There the story, such as I know it, of Sarah Blundy comes to its end and I can say no more—those who wish to disbelieve me can do so.

It remains now for me to recount the last portion of the story, and show what the Italian had as his business in England. I confess I do not find it important, for in comparison to what I had witnessed, the errors of men who squabble in such ignorance of the truth, cannot but excite the most complete disdain. Yet as it is both part of these events, and a cause of them, so I should set all down that I might complete my labors and rest.

I traveled to London the day after Sarah left Oxford, still very much in a mood of most profound dismay and reverie; it was Lower’s idea to go, and he recommended it forcefully as a treatment for melancholy and brooding. A change of scenery, different company and a bit of entertainment, he insisted, would help shake off the sadness that had settled over me. I took his advice because my lassitude was such it was easier to do so than to resist. Lower packed my bag for me, walked me to Carfax, and put me on the coach.
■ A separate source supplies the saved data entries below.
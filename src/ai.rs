//! AI assistant bridge
//!
//! Sends a single chat-completion request asking a language model for help
//! with a regex, and classifies whatever comes back. The call is synchronous
//! and is never retried.

use serde::{Deserialize, Serialize};
use thiserror::Error;

/// Chat-completion endpoint
pub const DEFAULT_ENDPOINT: &str = "https://openrouter.ai/api/v1/chat/completions";

/// Model identifier sent with every request
pub const DEFAULT_MODEL: &str = "google/gemini-flash-1.5";

/// Token cap for the answer
const MAX_TOKENS: u32 = 500;

/// Sampling temperature
const TEMPERATURE: f32 = 0.5;

/// Instruction placed in front of every question
const PROMPT_PREAMBLE: &str = "Please fulfill the request by providing only the regex code snippet \
unless asked otherwise. Patterns must use the syntax of the Rust `regex` crate: no look-around and \
no backreferences inside the pattern; replacements refer to groups as $1 or ${name}. \
If it involves a regular expression, provide only the regex pattern unless asked otherwise.";

/// Why a question could not be answered
#[derive(Debug, Error, Clone, PartialEq, Eq)]
pub enum AiError {
    #[error("API key missing. Please enter your OpenRouter API key.")]
    MissingApiKey,

    #[error("Input missing. Please enter your question for the AI assistant.")]
    MissingQuery,

    #[error("API authentication error: invalid API key or insufficient permissions. {0}")]
    Authentication(String),

    #[error("API connection error: failed to connect to the AI service. {0}")]
    Connection(String),

    #[error("API rate limit error: rate limit exceeded. {0}")]
    RateLimited(String),

    #[error("AI service error: {0}")]
    Service(String),

    #[error("An unexpected error occurred: {0}")]
    Unknown(String),
}

impl AiError {
    /// Whether the input was rejected before any request was made
    pub fn is_validation(&self) -> bool {
        matches!(self, AiError::MissingApiKey | AiError::MissingQuery)
    }
}

/// A successful reply
#[derive(Debug, Clone, PartialEq, Eq)]
pub enum AiAnswer {
    /// Trimmed response text
    Text(String),
    /// The service answered but with no content
    Empty,
}

#[derive(Serialize)]
struct ChatRequest<'a> {
    model: &'a str,
    messages: Vec<ChatMessage<'a>>,
    max_tokens: u32,
    temperature: f32,
}

#[derive(Serialize)]
struct ChatMessage<'a> {
    role: &'a str,
    content: &'a str,
}

#[derive(Deserialize)]
struct ChatResponse {
    #[serde(default)]
    choices: Vec<Choice>,
    error: Option<ApiErrorBody>,
}

#[derive(Deserialize)]
struct Choice {
    message: Option<ResponseMessage>,
}

#[derive(Deserialize)]
struct ResponseMessage {
    content: Option<String>,
}

#[derive(Deserialize)]
struct ErrorEnvelope {
    error: ApiErrorBody,
}

#[derive(Deserialize)]
struct ApiErrorBody {
    message: String,
    code: Option<serde_json::Value>,
}

/// Check the inputs without touching the network
pub fn validate_input(api_key: &str, query: &str) -> Result<(), AiError> {
    if api_key.trim().is_empty() {
        return Err(AiError::MissingApiKey);
    }
    if query.trim().is_empty() {
        return Err(AiError::MissingQuery);
    }
    Ok(())
}

/// Build the prompt sent for a question
pub fn build_prompt(query: &str) -> String {
    format!("{}\n\nRequest: {}\n\nResponse:", PROMPT_PREAMBLE, query)
}

/// Client for the chat-completion service
pub struct AiClient {
    agent: ureq::Agent,
    endpoint: String,
    model: String,
}

impl Default for AiClient {
    fn default() -> Self {
        Self::with_endpoint(DEFAULT_ENDPOINT)
    }
}

impl AiClient {
    /// A client talking to `endpoint` instead of the default service
    pub fn with_endpoint(endpoint: impl Into<String>) -> Self {
        Self {
            agent: ureq::AgentBuilder::new().build(),
            endpoint: endpoint.into(),
            model: DEFAULT_MODEL.to_string(),
        }
    }

    /// Ask the model a question; blocks until the service answers
    pub fn ask(&self, api_key: &str, query: &str) -> Result<AiAnswer, AiError> {
        validate_input(api_key, query)?;
        let api_key = api_key.trim();
        let query = query.trim();

        let prompt = build_prompt(query);
        let request = ChatRequest {
            model: &self.model,
            messages: vec![ChatMessage {
                role: "user",
                content: &prompt,
            }],
            max_tokens: MAX_TOKENS,
            temperature: TEMPERATURE,
        };
        let body = serde_json::to_string(&request).map_err(|e| AiError::Unknown(e.to_string()))?;

        log::info!("Sending AI request to {} (model {})", self.endpoint, self.model);
        let response = match self
            .agent
            .post(&self.endpoint)
            .set("Authorization", &format!("Bearer {}", api_key))
            .set("Content-Type", "application/json")
            .send_string(&body)
        {
            Ok(response) => response,
            Err(ureq::Error::Status(code, response)) => {
                let body = response.into_string().unwrap_or_default();
                let err = classify(code, error_message(&body));
                log::error!("AI request failed with HTTP {}: {}", code, err);
                return Err(err);
            }
            Err(ureq::Error::Transport(transport)) => {
                log::error!("AI request could not be sent: {}", transport);
                return Err(AiError::Connection(transport.to_string()));
            }
        };

        let text = response
            .into_string()
            .map_err(|e| AiError::Connection(format!("Failed to read response body: {}", e)))?;
        parse_completion(&text)
    }
}

/// Map an HTTP status to an error kind
fn classify(code: u16, message: String) -> AiError {
    match code {
        401 | 403 => AiError::Authentication(message),
        429 => AiError::RateLimited(message),
        _ => AiError::Service(format!("HTTP {}: {}", code, message)),
    }
}

/// Pull the message out of an error body, falling back to the raw text
fn error_message(body: &str) -> String {
    serde_json::from_str::<ErrorEnvelope>(body)
        .map(|envelope| envelope.error.message)
        .unwrap_or_else(|_| body.trim().to_string())
}

/// Extract the answer from a 200 response body
fn parse_completion(body: &str) -> Result<AiAnswer, AiError> {
    let response: ChatResponse = serde_json::from_str(body)
        .map_err(|e| AiError::Unknown(format!("Could not decode response: {}", e)))?;

    // Some providers report failures inside a 200 body
    if let Some(error) = response.error {
        let code = error
            .code
            .as_ref()
            .and_then(|code| code.as_u64())
            .and_then(|code| u16::try_from(code).ok())
            .unwrap_or(500);
        return Err(classify(code, error.message));
    }

    let content = response
        .choices
        .into_iter()
        .next()
        .and_then(|choice| choice.message)
        .and_then(|message| message.content)
        .map(|content| content.trim().to_string())
        .unwrap_or_default();

    if content.is_empty() {
        Ok(AiAnswer::Empty)
    } else {
        Ok(AiAnswer::Text(content))
    }
}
“And enjoy yourself,” he said. “You must admit everything has turned out better than you could possibly have expected. It is time to put it behind you.”
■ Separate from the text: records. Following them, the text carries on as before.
//! Main application state and egui integration

mod dialogs;
mod file_ops;
mod input;
mod menu_bar;
mod toolbar;

use crate::ai::AiClient;
use crate::config::ConfigFile;
use crate::editor::buffer::LineCol;
use crate::editor::{HistoryLog, PatternError, Position, SearchState, SearchStatus, TextBuffer};
use crate::ui::{ai_sidebar, ai_sidebar::AiSidebarState, history_panel, text_view};
use dialogs::DialogState;
use eframe::egui;
use std::path::PathBuf;

/// Base window title
const APP_TITLE: &str = "Regex Editor";

/// Main application state
///
/// Everything the editing session needs lives here and is handed to the
/// components that act on it: the document, the search state over it, the
/// replace history, the AI sidebar and the config file it persists to.
#[derive(Default)]
pub struct RegexEditorApp {
    /// The document being edited
    pub buffer: TextBuffer,

    /// Pattern, flags, incremental search position and highlights
    pub search: SearchState,

    /// Log of replace actions
    pub history: HistoryLog,

    /// Path the document was opened from / saved to
    pub current_file: Option<PathBuf>,

    /// Status line text
    pub status: String,

    /// Error and close-confirmation dialogs
    pub dialogs: DialogState,

    /// AI assistant sidebar
    pub ai: AiSidebarState,

    /// Chat-completion client used by the sidebar
    ai_client: AiClient,

    /// Where the AI credential is persisted
    config: ConfigFile,

    /// Window title last sent to the viewport
    shown_title: Option<String>,

    /// Status bar position, keyed by edit generation and cursor
    cursor_line_col: Option<(u64, Position, LineCol)>,
}

impl RegexEditorApp {
    pub fn new(_cc: &eframe::CreationContext<'_>, config: ConfigFile) -> Self {
        Self {
            ai: AiSidebarState::with_credential(&config),
            config,
            status: "Ready".to_string(),
            ..Default::default()
        }
    }

    /// Window title for the current file
    pub fn window_title(&self) -> String {
        match self
            .current_file
            .as_ref()
            .and_then(|p| p.file_name())
            .map(|n| n.to_string_lossy())
        {
            Some(name) => format!("{} - {}", APP_TITLE, name),
            None => APP_TITLE.to_string(),
        }
    }

    pub fn set_status(&mut self, message: impl Into<String>) {
        self.status = message.into();
    }

    /// Find the next match from the last search position
    pub fn find_next(&mut self) {
        let result = self.search.find_next(&mut self.buffer);
        self.report_search(result);
    }

    /// Highlight all matches
    pub fn find_all(&mut self) {
        let result = self.search.find_all(&mut self.buffer);
        self.report_search(result);
    }

    /// Replace the highlighted match
    pub fn replace_current(&mut self) {
        let result = self.search.replace_current(&mut self.buffer, &mut self.history);
        self.report_search(result);
    }

    /// Replace every match
    pub fn replace_all(&mut self) {
        let result = self.search.replace_all(&mut self.buffer, &mut self.history);
        self.report_search(result);
    }

    fn report_search(&mut self, result: Result<SearchStatus, PatternError>) {
        self.search.report(&result);
        match result {
            Ok(status) => self.set_status(status.to_string()),
            Err(e) => {
                log::warn!("Search failed: {}", e);
                self.set_status(e.to_string());
            }
        }
    }

    /// Run an AI request queued on the previous frame
    fn run_pending_ai_request(&mut self) {
        let Some(result) = self.ai.run_pending(&self.ai_client, &mut self.config) else {
            return;
        };
        match result {
            Ok(()) => self.set_status("AI response received."),
            Err(e) if e.is_validation() => self.set_status(e.to_string()),
            Err(e) => {
                log::error!("AI request failed: {}", e);
                self.set_status("AI request failed.");
                self.dialogs.show_error("AI Error", e.to_string());
            }
        }
    }

    /// Keep the native window title in sync with the current file
    fn sync_window_title(&mut self, ctx: &egui::Context) {
        let title = self.window_title();
        if self.shown_title.as_ref() != Some(&title) {
            ctx.send_viewport_cmd(egui::ViewportCommand::Title(title.clone()));
            self.shown_title = Some(title);
        }
    }

    /// Line/column of the cursor, recomputed only after an edit or cursor move
    fn cursor_line_col(&mut self) -> LineCol {
        let generation = self.buffer.edit_generation();
        let cursor = self.buffer.cursor();
        match self.cursor_line_col {
            Some((g, c, line_col)) if g == generation && c == cursor => line_col,
            _ => {
                let line_col = self.buffer.line_col(cursor);
                self.cursor_line_col = Some((generation, cursor, line_col));
                line_col
            }
        }
    }

    /// Render the status bar
    fn render_status_bar(&mut self, ctx: &egui::Context) {
        let line_col = self.cursor_line_col();
        egui::TopBottomPanel::bottom("status_bar").show(ctx, |ui| {
            ui.horizontal(|ui| {
                if self.buffer.is_modified() {
                    ui.colored_label(egui::Color32::from_rgb(255, 180, 0), "\u{25CF} Modified");
                    ui.separator();
                }
                ui.label(&self.status);
                ui.with_layout(egui::Layout::right_to_left(egui::Align::Center), |ui| {
                    ui.label(line_col.to_string());
                });
            });
        });
    }

    /// Render the document area
    fn render_main_content(&mut self, ctx: &egui::Context) {
        egui::CentralPanel::default().show(ctx, |ui| {
            if text_view::show(ui, &mut self.buffer, self.search.highlights()) {
                self.buffer.mark_edited();
                self.search.reset();
            }
        });
    }
}

impl eframe::App for RegexEditorApp {
    fn update(&mut self, ctx: &egui::Context, _frame: &mut eframe::Frame) {
        // Handle close confirmation
        if self.dialogs.pending_close {
            ctx.send_viewport_cmd(egui::ViewportCommand::Close);
            return;
        }
        if ctx.input(|i| i.viewport().close_requested()) && self.buffer.is_modified() {
            ctx.send_viewport_cmd(egui::ViewportCommand::CancelClose);
            self.dialogs.show_close = true;
        }

        self.run_pending_ai_request();

        // Handle input and process actions
        let input_actions = self.handle_input(ctx);
        self.process_input_actions(ctx, input_actions);

        // Render UI components
        self.show_close_dialog(ctx);
        self.show_error_dialog(ctx);
        self.render_menu_bar(ctx);
        let toolbar_actions = self.render_toolbar(ctx);
        self.process_input_actions(ctx, toolbar_actions);
        self.render_status_bar(ctx);
        history_panel::show(ctx, &self.history);
        ai_sidebar::show(ctx, self);
        self.render_main_content(ctx);

        self.sync_window_title(ctx);
    }
}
Naturally, I could not do so quite so easily, but I tried to follow his advice as much as possible, and spent time forcing myself to visit people with whom I had corresponded over the years, trying hard to be interested in what they said. I did not succeed very well, as my mind kept drifting off to more important matters, and I fear I may have aroused some resentment among my colleagues because of a distance which they surely took as disdain and arrogance. Matters which ordinarily would have produced the liveliest fascination could generate no interest at all; I was told of the discovery of huge bones, turned to stone in a quarry in Hertfordshire, proving that the Bible spoke true when it said that once giants walked the earth, and I was less than fascinated. I was given hospitality by John Aubrey, at that time my good friend, but could display no enthusiasm for his ingenuity in discovering the purpose and nature of Stonehenge and Avebury and other such sites; I was invited to attend a meeting of the Royal Society, but turned this great honor down with ease, and never cared that I was not invited again.
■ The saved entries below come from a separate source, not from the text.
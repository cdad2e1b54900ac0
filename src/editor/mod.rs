//! Editor module: text buffer, regex search/replace, and replace history

pub mod buffer;
mod flags;
mod history;
pub mod search;

pub use buffer::{Position, Span, TextBuffer};
pub use history::HistoryLog;
pub use search::{PatternError, SearchMessage, SearchState, SearchStatus};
And one evening, after I had been there but two days, I found myself walking past an inn in Cheapside called the Bells, and remembered I had seen the name in Cola’s chest, and felt the need to go in search of someone who had also known Sarah and seen something of what I had seen. And I had this great urge to know the answers to many questions, to understand the apparent chain of human events which had brought her end.

He was easily found, even though the innkeeper—whom I later knew to be a papist—did not know the name; all I had to do was ask for the Italian gentleman, and I was immediately shown to the grand room—occupied by himself alone—where he had lodged himself since his arrival.